▶ _Problem requirements_
Where a line of the data holds the word "async", copy that line.

[Dataset entries]
/---

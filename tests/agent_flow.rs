//! End-to-end agent scenarios over a scripted driver and planner.

mod common;

use std::sync::Arc;
use std::time::Duration;

use serde_json::json;

use common::{plan_of, FakeDriver, FakePage, ScriptedPlanner};
use taskpilot::actions::{Action, BestCriteria};
use taskpilot::agent::{TaskAgent, TaskStatus};
use taskpilot::analyzer::PageAnalyzer;
use taskpilot::cache::UiCache;
use taskpilot::credentials::CredentialStore;
use taskpilot::executor::ActionExecutor;
use taskpilot::fsm::AgentState;

fn make_executor(driver: Arc<FakeDriver>) -> ActionExecutor {
    ActionExecutor::new(
        driver,
        PageAnalyzer::new(Duration::from_millis(0)),
        UiCache::open(None, 100, 24),
        CredentialStore::open(None),
        Duration::from_secs(30),
    )
}

fn make_agent(
    driver: Arc<FakeDriver>,
    planner: Arc<ScriptedPlanner>,
    require_approval: bool,
) -> TaskAgent {
    TaskAgent::new(make_executor(driver), planner, require_approval, 2)
}

fn duckduckgo_page() -> FakePage {
    FakePage::new("DuckDuckGo", "Search the web. Results below. Privacy matters here.")
        .with_selectors(&["input[name='q']", "article"])
        .with_snapshot_extras(json!({
            "inputs": [
                {"tag": "input", "name": "q", "type": "text", "placeholder": "Search"}
            ],
            "buttons": [
                {"tag": "button", "text": "Search", "type": "submit"}
            ],
            "hasResults": true
        }))
        .with_extraction(json!({
            "count": 3,
            "items": [
                {"title": "Python Tutorial - W3Schools", "price": null,
                 "link": "https://www.w3schools.com/python/"},
                {"title": "The Python Tutorial - docs.python.org", "price": null,
                 "link": "https://docs.python.org/3/tutorial/"},
                {"title": "Learn Python - Free Interactive Tutorial", "price": null,
                 "link": "https://www.learnpython.org/"}
            ]
        }))
}

#[tokio::test(start_paused = true)]
async fn happy_path_search_completes_with_results() {
    let driver = Arc::new(FakeDriver::new(
        "about:blank",
        vec![("https://duckduckgo.com", duckduckgo_page())],
    ));
    let planner = Arc::new(ScriptedPlanner::new(vec![plan_of(vec![
        Action::Navigate {
            url: "https://duckduckgo.com".into(),
        },
        Action::Wait {
            selector: "input[name='q']".into(),
            timeout: 10,
        },
        Action::Type {
            selector: "input[name='q']".into(),
            text: "Python tutorials".into(),
            press_enter: true,
        },
        Action::Wait {
            selector: "article".into(),
            timeout: 15,
        },
        Action::Extract {
            strategy: "auto".into(),
            top_n: 5,
        },
    ])]));

    let mut agent = make_agent(driver.clone(), planner.clone(), false);
    let report = agent
        .run("Search for Python tutorials on DuckDuckGo")
        .await;

    assert_eq!(report.status, TaskStatus::Success);
    assert_eq!(report.final_state, AgentState::Completed);
    assert_eq!(report.recovery_attempts, 0);
    assert_eq!(report.steps_executed, 5);
    assert_eq!(
        driver.navigations.lock().unwrap().as_slice(),
        ["https://duckduckgo.com"]
    );
    assert_eq!(planner.calls().len(), 1);
}

#[tokio::test(start_paused = true)]
async fn recovery_replans_from_fresh_analysis_and_finishes_the_goal() {
    let goal = "Buy cheapest wireless mouse from Amazon";
    let product_page = FakePage::new(
        "Wireless Mouse - Product",
        "Wireless mouse product detail page with plenty of description text.",
    )
    .with_selectors(&["#add-to-cart-button"]);

    let driver = Arc::new(FakeDriver::new(
        "https://amazon.in/dp/B123",
        vec![("https://amazon.in/dp/B123", product_page)],
    ));
    let planner = Arc::new(ScriptedPlanner::new(vec![
        plan_of(vec![Action::Click {
            selector: ".old-button".into(),
        }]),
        plan_of(vec![
            Action::Wait {
                selector: "#add-to-cart-button".into(),
                timeout: 10,
            },
            Action::AddToCart,
        ]),
    ]));

    let mut agent = make_agent(driver, planner.clone(), false);
    let report = agent.run(goal).await;

    assert_eq!(report.status, TaskStatus::Success);
    assert_eq!(report.recovery_attempts, 1);
    // Failed click + recovery wait + add_to_cart.
    assert_eq!(report.steps_executed, 3);

    let calls = planner.calls();
    assert_eq!(calls.len(), 2);
    // The goal is byte-identical across every planner call.
    assert!(calls.iter().all(|call| call.goal == goal));
    // The recovery call carries the failure context.
    assert!(calls[0].error_message.is_none());
    let recovery = &calls[1];
    assert!(recovery
        .error_message
        .as_deref()
        .is_some_and(|msg| msg.contains("step 1 failed")));
    assert_eq!(
        recovery.failed_action,
        Some(Action::Click {
            selector: ".old-button".into()
        })
    );
    // The recovery call planned against a real fresh analysis, not the
    // error placeholder.
    assert!(recovery.ui_summary.contains("=== PAGE ANALYSIS ==="));
}

#[tokio::test(start_paused = true)]
async fn rejected_approval_cancels_before_any_page_action() {
    let driver = Arc::new(FakeDriver::new("about:blank", vec![]));
    let planner = Arc::new(ScriptedPlanner::new(vec![plan_of(vec![
        Action::Navigate {
            url: "https://example.com/login".into(),
        },
        Action::AutoLogin {
            username_selector: None,
            password_selector: None,
            submit_selector: None,
        },
    ])]));

    let mut agent = make_agent(driver.clone(), planner, true);
    agent.set_approval_callback(Box::new(|_| false));
    let report = agent.run("login to example.com").await;

    assert_eq!(report.status, TaskStatus::Cancelled);
    assert_eq!(report.final_state, AgentState::Cancelled);
    assert_eq!(report.steps_executed, 0);
    assert!(driver.navigations.lock().unwrap().is_empty());
}

#[tokio::test(start_paused = true)]
async fn approval_is_skipped_for_plans_without_risky_actions() {
    let driver = Arc::new(FakeDriver::new(
        "about:blank",
        vec![("https://duckduckgo.com", duckduckgo_page())],
    ));
    let planner = Arc::new(ScriptedPlanner::new(vec![plan_of(vec![
        Action::Navigate {
            url: "https://duckduckgo.com".into(),
        },
    ])]));

    let mut agent = make_agent(driver, planner, true);
    // A rejecting callback that must never be consulted.
    agent.set_approval_callback(Box::new(|_| false));
    let report = agent.run("open duckduckgo").await;

    assert_eq!(report.status, TaskStatus::Success);
}

#[tokio::test(start_paused = true)]
async fn wait_soft_succeeds_when_page_has_content() {
    let page = FakePage::new("Docs", &"long page text ".repeat(40));
    let driver = Arc::new(FakeDriver::new(
        "https://docs.example.com",
        vec![("https://docs.example.com", page)],
    ));
    let planner = Arc::new(ScriptedPlanner::new(vec![plan_of(vec![Action::Wait {
        selector: "#never-appears".into(),
        timeout: 5,
    }])]));

    let mut agent = make_agent(driver, planner, false);
    let report = agent.run("read the docs page").await;

    assert_eq!(report.status, TaskStatus::Success);
    assert_eq!(report.steps_executed, 1);
}

#[tokio::test(start_paused = true)]
async fn exhausted_recovery_terminates_with_error_and_full_log() {
    let driver = Arc::new(FakeDriver::new("https://empty.example.com", vec![]));
    // The same broken plan is replayed for the initial attempt and both
    // recoveries.
    let planner = Arc::new(ScriptedPlanner::new(vec![plan_of(vec![Action::Click {
        selector: "#missing".into(),
    }])]));

    let mut agent = make_agent(driver, planner.clone(), false);
    let report = agent.run("click the missing button").await;

    assert_eq!(report.status, TaskStatus::Error);
    assert_eq!(report.final_state, AgentState::Completed);
    assert_eq!(report.recovery_attempts, 2);
    // Initial attempt plus two recovery attempts are all in the log.
    assert_eq!(report.steps_executed, 3);
    assert!(report
        .error
        .as_deref()
        .is_some_and(|err| err.contains("recovery exhausted after 2 attempts")));
    assert_eq!(planner.calls().len(), 3);
}

#[tokio::test(start_paused = true)]
async fn second_analysis_of_unchanged_page_is_served_from_cache() {
    let driver = Arc::new(FakeDriver::new(
        "https://duckduckgo.com",
        vec![("https://duckduckgo.com", duckduckgo_page())],
    ));
    let mut executor = make_executor(driver);

    let first = executor.page_context(false).await;
    let second = executor.page_context(false).await;

    assert!(!first.cached);
    assert!(second.cached);
    assert_eq!(first.ui_text, second.ui_text);
    assert_eq!(first.content_hash, second.content_hash);
    assert_eq!(executor.cache_stats().total_hits, 1);
}

#[tokio::test(start_paused = true)]
async fn driver_failure_invalidates_the_cache_for_the_current_url() {
    let driver = Arc::new(FakeDriver::new(
        "https://duckduckgo.com",
        vec![("https://duckduckgo.com", duckduckgo_page())],
    ));
    let mut executor = make_executor(driver);

    executor.page_context(false).await;
    assert_eq!(executor.cache_stats().entries, 1);

    let result = executor
        .execute(&Action::Click {
            selector: "#nope".into(),
        })
        .await;
    assert!(!result.is_success());
    assert_eq!(executor.cache_stats().entries, 0);
}

#[tokio::test(start_paused = true)]
async fn find_best_navigates_to_the_cheapest_item() {
    let results_page = FakePage::new(
        "Search results",
        "A long results page listing many wireless mice with prices.",
    )
    .with_extraction(json!({
        "count": 3,
        "items": [
            {"title": "Fancy Mouse", "price": "₹1,299.50",
             "link": "https://shop.example/fancy"},
            {"title": "Budget Mouse", "price": "₹299",
             "link": "https://shop.example/budget"},
            {"title": "Free Brochure", "price": "Free",
             "link": "https://shop.example/brochure"}
        ]
    }));
    let driver = Arc::new(FakeDriver::new(
        "https://shop.example/search",
        vec![("https://shop.example/search", results_page)],
    ));
    let mut executor = make_executor(driver.clone());

    let result = executor
        .execute(&Action::FindBest {
            criteria: BestCriteria::Cheapest,
        })
        .await;

    assert!(result.is_success());
    assert_eq!(
        driver.navigations.lock().unwrap().as_slice(),
        ["https://shop.example/budget"]
    );
}

#[tokio::test(start_paused = true)]
async fn type_falls_back_to_common_input_selectors() {
    let page = FakePage::new("Search", "A search page with a generic input box and text.")
        .with_selectors(&["input[type='text']"]);
    let driver = Arc::new(FakeDriver::new(
        "https://search.example.com",
        vec![("https://search.example.com", page)],
    ));
    let mut executor = make_executor(driver);

    let result = executor
        .execute(&Action::Type {
            selector: "#search-box-that-moved".into(),
            text: "query".into(),
            press_enter: false,
        })
        .await;

    assert!(result.is_success());
    assert_eq!(
        result.payload.unwrap()["selector"],
        json!("input[type='text']")
    );
}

\---

▶ _Result_
async fn happy_path_search_completes_with_results() {
async fn recovery_replans_from_fresh_analysis_and_finishes_the_goal() {
async fn rejected_approval_cancels_before_any_page_action() {
async fn approval_is_skipped_for_plans_without_risky_actions() {
async fn wait_soft_succeeds_when_page_has_content() {
async fn exhausted_recovery_terminates_with_error_and_full_log() {
async fn second_analysis_of_unchanged_page_is_served_from_cache() {
async fn driver_failure_invalidates_the_cache_for_the_current_url() {
async fn find_best_navigates_to_the_cheapest_item() {
async fn type_falls_back_to_common_input_selectors() {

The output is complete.